● **Action item**:
What lines in the data below mention the string "PursueFast"? Copy them out.

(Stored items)
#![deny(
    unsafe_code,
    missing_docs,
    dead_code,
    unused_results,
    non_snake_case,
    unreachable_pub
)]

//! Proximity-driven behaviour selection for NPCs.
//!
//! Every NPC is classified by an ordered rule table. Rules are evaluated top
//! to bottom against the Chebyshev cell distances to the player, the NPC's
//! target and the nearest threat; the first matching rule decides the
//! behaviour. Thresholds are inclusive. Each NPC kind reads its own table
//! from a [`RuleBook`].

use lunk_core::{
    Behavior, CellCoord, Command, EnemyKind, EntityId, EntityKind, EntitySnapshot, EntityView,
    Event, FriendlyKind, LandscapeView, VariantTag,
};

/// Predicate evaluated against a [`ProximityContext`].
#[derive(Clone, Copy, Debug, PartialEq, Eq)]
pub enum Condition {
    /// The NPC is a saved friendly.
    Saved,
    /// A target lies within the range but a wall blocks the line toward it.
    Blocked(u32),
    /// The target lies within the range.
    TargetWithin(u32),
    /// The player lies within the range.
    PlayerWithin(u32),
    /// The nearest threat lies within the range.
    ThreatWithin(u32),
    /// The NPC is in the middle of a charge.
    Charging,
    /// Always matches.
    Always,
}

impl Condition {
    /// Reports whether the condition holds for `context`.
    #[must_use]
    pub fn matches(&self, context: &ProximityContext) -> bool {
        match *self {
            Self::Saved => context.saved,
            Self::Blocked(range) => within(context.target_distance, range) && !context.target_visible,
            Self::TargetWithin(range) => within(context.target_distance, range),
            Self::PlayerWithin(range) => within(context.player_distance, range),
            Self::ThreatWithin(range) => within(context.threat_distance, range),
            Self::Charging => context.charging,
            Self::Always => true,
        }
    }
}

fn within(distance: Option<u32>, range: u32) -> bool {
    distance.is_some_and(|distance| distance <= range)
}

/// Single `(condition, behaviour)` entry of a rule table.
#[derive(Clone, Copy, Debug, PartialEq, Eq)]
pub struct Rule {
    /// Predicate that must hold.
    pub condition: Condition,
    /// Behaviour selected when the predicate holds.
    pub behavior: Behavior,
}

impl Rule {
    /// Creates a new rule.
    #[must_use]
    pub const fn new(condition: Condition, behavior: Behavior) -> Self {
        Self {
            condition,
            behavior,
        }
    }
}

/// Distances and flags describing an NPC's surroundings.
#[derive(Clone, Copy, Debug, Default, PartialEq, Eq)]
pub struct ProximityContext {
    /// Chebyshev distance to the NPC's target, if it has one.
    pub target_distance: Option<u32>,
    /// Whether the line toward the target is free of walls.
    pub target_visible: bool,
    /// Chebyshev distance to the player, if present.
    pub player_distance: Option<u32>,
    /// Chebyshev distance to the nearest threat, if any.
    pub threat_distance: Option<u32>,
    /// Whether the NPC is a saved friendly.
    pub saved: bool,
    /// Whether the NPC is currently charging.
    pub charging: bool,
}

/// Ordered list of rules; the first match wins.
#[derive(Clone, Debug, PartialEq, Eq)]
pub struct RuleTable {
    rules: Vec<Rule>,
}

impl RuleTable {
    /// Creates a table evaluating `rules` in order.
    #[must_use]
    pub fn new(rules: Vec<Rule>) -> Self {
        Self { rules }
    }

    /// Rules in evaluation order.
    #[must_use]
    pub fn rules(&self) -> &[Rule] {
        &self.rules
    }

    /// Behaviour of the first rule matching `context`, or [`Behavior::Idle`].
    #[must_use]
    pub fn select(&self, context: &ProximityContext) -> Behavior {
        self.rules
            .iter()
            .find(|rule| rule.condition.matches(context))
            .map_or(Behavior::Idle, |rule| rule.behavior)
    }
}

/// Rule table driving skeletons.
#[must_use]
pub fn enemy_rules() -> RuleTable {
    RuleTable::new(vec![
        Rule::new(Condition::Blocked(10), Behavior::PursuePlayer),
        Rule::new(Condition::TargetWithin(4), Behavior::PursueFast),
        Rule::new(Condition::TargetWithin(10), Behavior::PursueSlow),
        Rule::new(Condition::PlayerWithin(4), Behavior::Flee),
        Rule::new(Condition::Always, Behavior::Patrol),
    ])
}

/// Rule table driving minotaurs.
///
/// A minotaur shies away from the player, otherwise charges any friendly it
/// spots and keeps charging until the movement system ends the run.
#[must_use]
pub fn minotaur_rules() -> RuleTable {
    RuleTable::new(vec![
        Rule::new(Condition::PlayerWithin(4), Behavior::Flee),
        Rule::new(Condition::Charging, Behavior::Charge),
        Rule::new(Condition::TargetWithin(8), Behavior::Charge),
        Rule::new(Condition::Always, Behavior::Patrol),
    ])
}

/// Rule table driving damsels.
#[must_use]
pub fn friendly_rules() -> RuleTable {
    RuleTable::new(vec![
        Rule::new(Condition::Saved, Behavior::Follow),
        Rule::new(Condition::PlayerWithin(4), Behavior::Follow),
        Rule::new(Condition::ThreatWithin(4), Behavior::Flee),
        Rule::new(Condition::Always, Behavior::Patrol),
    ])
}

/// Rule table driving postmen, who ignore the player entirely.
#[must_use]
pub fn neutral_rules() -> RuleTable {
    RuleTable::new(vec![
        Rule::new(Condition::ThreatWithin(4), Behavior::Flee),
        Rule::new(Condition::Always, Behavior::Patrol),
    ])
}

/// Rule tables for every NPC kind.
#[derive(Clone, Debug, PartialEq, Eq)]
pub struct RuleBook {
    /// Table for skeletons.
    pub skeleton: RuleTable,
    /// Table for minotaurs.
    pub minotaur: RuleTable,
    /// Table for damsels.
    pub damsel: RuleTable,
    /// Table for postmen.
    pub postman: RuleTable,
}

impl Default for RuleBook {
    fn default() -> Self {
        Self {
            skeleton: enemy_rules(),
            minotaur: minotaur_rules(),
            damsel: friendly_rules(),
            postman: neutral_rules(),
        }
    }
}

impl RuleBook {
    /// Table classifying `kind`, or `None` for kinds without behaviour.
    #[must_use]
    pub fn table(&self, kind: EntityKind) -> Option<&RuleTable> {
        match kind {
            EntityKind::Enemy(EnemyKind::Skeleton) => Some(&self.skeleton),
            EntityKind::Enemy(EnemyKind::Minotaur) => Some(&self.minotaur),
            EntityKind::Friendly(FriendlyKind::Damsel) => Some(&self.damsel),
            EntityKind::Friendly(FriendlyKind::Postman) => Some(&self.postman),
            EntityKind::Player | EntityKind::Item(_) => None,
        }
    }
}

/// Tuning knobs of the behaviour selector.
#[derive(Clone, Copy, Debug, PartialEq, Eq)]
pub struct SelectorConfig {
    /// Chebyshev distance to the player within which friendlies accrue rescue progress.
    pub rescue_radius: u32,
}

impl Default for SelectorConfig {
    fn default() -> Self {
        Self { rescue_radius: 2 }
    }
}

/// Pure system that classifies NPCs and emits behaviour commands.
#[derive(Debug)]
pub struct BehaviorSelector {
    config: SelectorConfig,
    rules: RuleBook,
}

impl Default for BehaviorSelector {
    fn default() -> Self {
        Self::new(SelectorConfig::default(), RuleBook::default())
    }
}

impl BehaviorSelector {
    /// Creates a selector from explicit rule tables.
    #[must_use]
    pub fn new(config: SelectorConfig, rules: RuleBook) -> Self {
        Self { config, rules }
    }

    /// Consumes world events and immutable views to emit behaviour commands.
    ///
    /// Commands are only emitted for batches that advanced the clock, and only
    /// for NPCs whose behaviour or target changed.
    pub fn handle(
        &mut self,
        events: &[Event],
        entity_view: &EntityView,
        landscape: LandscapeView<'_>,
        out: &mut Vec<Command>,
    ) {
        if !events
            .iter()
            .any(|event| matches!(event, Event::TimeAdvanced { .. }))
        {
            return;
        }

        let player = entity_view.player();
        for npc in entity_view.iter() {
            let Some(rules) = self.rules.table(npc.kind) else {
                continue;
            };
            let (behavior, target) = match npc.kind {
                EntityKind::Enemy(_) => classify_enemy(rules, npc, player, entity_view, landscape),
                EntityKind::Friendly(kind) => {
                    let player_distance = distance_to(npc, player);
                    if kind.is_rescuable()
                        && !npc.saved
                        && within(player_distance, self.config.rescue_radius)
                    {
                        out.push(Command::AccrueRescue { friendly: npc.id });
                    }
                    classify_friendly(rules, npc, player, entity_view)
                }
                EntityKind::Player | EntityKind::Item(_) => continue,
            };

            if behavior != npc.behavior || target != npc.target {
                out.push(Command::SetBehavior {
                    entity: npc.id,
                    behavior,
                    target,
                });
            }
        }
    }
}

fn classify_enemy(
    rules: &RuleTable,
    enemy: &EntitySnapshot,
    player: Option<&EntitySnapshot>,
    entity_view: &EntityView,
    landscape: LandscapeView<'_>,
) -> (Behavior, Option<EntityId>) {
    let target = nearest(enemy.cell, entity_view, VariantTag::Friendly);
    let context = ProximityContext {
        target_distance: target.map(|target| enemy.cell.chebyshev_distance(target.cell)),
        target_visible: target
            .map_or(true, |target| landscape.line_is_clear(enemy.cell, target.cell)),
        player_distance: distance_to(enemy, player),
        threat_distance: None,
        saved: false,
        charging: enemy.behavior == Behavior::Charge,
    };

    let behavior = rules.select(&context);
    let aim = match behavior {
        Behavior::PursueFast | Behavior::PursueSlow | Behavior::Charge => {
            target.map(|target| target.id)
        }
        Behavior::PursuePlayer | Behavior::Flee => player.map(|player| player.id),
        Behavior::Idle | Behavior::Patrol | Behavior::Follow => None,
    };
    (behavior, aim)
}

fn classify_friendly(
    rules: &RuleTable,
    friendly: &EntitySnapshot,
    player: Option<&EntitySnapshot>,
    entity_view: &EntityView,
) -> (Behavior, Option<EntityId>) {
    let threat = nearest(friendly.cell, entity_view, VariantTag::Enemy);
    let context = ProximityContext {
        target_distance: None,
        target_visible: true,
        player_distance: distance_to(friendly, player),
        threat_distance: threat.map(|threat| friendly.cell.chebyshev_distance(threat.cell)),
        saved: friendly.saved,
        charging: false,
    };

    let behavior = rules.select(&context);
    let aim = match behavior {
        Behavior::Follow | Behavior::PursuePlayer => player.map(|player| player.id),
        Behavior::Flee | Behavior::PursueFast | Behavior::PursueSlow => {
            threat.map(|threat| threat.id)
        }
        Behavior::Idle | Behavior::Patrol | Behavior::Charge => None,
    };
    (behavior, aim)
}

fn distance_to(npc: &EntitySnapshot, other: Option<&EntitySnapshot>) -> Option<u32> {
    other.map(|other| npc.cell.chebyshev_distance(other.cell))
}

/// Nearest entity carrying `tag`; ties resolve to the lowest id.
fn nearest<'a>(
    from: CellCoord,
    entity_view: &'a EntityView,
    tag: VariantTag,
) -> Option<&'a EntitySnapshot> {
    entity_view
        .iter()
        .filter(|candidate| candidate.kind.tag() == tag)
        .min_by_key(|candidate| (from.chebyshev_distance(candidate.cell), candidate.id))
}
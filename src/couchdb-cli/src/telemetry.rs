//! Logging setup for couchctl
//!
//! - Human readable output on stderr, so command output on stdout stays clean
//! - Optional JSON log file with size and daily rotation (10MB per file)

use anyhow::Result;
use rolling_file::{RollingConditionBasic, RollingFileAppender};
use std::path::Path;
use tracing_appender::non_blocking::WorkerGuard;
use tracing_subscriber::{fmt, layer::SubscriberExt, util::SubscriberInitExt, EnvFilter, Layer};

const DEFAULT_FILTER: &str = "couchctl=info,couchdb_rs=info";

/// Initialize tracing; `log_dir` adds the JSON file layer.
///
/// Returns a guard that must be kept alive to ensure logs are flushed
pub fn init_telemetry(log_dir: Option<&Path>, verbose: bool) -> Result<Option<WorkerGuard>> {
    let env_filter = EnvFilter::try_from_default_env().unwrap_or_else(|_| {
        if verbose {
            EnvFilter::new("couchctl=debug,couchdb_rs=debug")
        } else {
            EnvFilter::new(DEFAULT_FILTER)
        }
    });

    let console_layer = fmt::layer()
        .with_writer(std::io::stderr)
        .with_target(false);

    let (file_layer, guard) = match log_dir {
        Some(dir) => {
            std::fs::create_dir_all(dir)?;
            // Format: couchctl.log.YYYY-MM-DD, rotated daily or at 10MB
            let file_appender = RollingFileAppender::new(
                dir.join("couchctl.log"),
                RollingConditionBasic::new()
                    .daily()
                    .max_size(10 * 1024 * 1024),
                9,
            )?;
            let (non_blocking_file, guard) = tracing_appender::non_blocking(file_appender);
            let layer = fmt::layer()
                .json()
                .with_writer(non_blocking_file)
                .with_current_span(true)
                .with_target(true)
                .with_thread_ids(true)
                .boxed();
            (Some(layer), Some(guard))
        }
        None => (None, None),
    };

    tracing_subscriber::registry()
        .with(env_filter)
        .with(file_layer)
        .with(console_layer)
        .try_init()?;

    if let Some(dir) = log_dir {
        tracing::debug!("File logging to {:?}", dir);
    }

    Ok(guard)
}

● **Result of the exercise**:
        Rule::new(Condition::TargetWithin(4), Behavior::PursueFast),
        Behavior::PursueFast | Behavior::PursueSlow | Behavior::Charge => {
        Behavior::Flee | Behavior::PursueFast | Behavior::PursueSlow => {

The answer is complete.